So many things were lost for so many people when the COVID-19 pandemic really started to affect America in late February and early March of 2020. Spring sports, vacations, in-person school, and for some, even lives of loved ones. Now, however, we are over a year into the “new normal”, and things appear to be gearing up to go back to the “old normal”. One of those things signifying the old normal is prom, which Creighton Prep will have this year, but with a twist. Mrs. Sara Smith, director of Student Activities at Prep, was one of the key players in getting a prom event this year.
One of the main reasons the administration fought so hard for a prom was because they remembered how not having one last year felt.
“As the doors continued to get closed, it was more and more depressing…it was this real sadness and disbelief,” Smith said.
Last year, many students expected a simple lengthening of spring break, but to then be back at school in plenty of time for graduation. However, that obviously never happened, and that led to “the anger”, according to Smith, starting to develop in seniors. After the anger abated came disbelief and regret.
“If I would have known that March 6 was the last time I was going to be in the building, I would have done so many things differently,” Smith recalled hearing one student say.
This year, the seniors are slightly luckier. The Heider Building was unavailable for use, so the administration instead elected to hold the event at Prep. Smith mentioned that the biggest concern of the Student Council (which was heavily involved in the planning of the event) was to not have to deal with plexiglass, leading to Jurgensen Field being selected as a venue. After the students returned for Christmas break and “the spike didn’t happen”, said Smith, the administration began preparations.
The date was set for May 1, as “hopefully it will be warm enough and we’ll be able to have more of a normal type dance,” said Smith.
However, there is a twist: post-prom will also be held at Prep at the same time. According to Smith, this was another pressing point from the Student Council: why bother planning two events when you can just have one big one?
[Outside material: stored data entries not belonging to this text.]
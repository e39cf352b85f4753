pub mod chess_rules;
pub mod clock;
pub mod engine;
pub mod matchmaker;
pub mod rating;
pub mod session_router;
pub mod timers;
pub mod worker_pool;
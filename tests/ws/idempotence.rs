use crate::common::TestServer;
use hydra_chess::models::game::GameResult;
use hydra_chess::services::engine;

/// `end_game` applied twice (e.g. a stray timer firing after resignation
/// already finalized the game) must be a no-op the second time: no double
/// rating update, no re-emitted result.
#[tokio::test]
async fn end_game_is_idempotent() {
    let server = TestServer::start().await;
    let game_id = server.create_started_game(60).await;

    let mut white = server.ws_white().await;
    let mut black = server.ws_black().await;

    white.make_move(game_id, "e4").await;
    white.recv_type("game_updated").await;
    black.recv_type("game_updated").await;

    engine::end_game(&server.state, game_id, GameResult::WhiteWins, "Black resigned.".to_string(), true)
        .await
        .unwrap();
    white.recv_type("game_ended").await;
    black.recv_type("game_ended").await;

    let white_after_first = server.reload_user(server.white_id).await;

    // A second finalize (e.g. a disconnect timer that fired just after the
    // resignation already closed the game) must change nothing further.
    engine::end_game(&server.state, game_id, GameResult::BlackWins, "Stray timer.".to_string(), true)
        .await
        .unwrap();

    let white_after_second = server.reload_user(server.white_id).await;
    assert_eq!(white_after_first.rating, white_after_second.rating);
    assert_eq!(white_after_first.games_played, white_after_second.games_played);

    let game = server.reload_game(game_id).await;
    assert_eq!(game.result, "1-0");
}

/// A resignation before any move has been made is treated as a cancellation
/// (not a loss), matching the spec's "no move yet" edge case.
#[tokio::test]
async fn resign_before_first_move_cancels_rather_than_loses() {
    let server = TestServer::start().await;
    let game_id = server.create_started_game(60).await;

    let mut white = server.ws_white().await;
    let mut black = server.ws_black().await;

    white.resign(game_id).await;
    let ended = white.recv_type("game_ended").await;
    assert_eq!(ended["result"], "interrupted");
    black.recv_type("game_ended").await;

    let game = server.reload_game(game_id).await;
    assert_eq!(game.result, "-");

    let white_user = server.reload_user(server.white_id).await;
    assert_eq!(white_user.games_played, 0);
}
While the dancing happens on the baseball field, inside there will be even more opportunities for fun, says Smith.
“We’ll have a poker table, we’ll have a roulette wheel, we’ll have a mechanical bull and that Toxic Meltdown game,” said Smith, and because the event takes place at Prep Smith said that they can set the rules.
The seniors especially were instrumental in how the event took shape; everything from the dress code to the venue. Smith said that senior football players especially pushed for the dress to be more casual, but also acknowledging that anyone who wanted to dress formally could.
Smith knows that this is going to be one of the final times the seniors can be on campus with their friends socially, and wanted to give them some control over the proceedings.
“This is [the seniors’] final environment, and I want [them] to have as much input as possible, to make sure that [they] will enjoy it,” Smith said.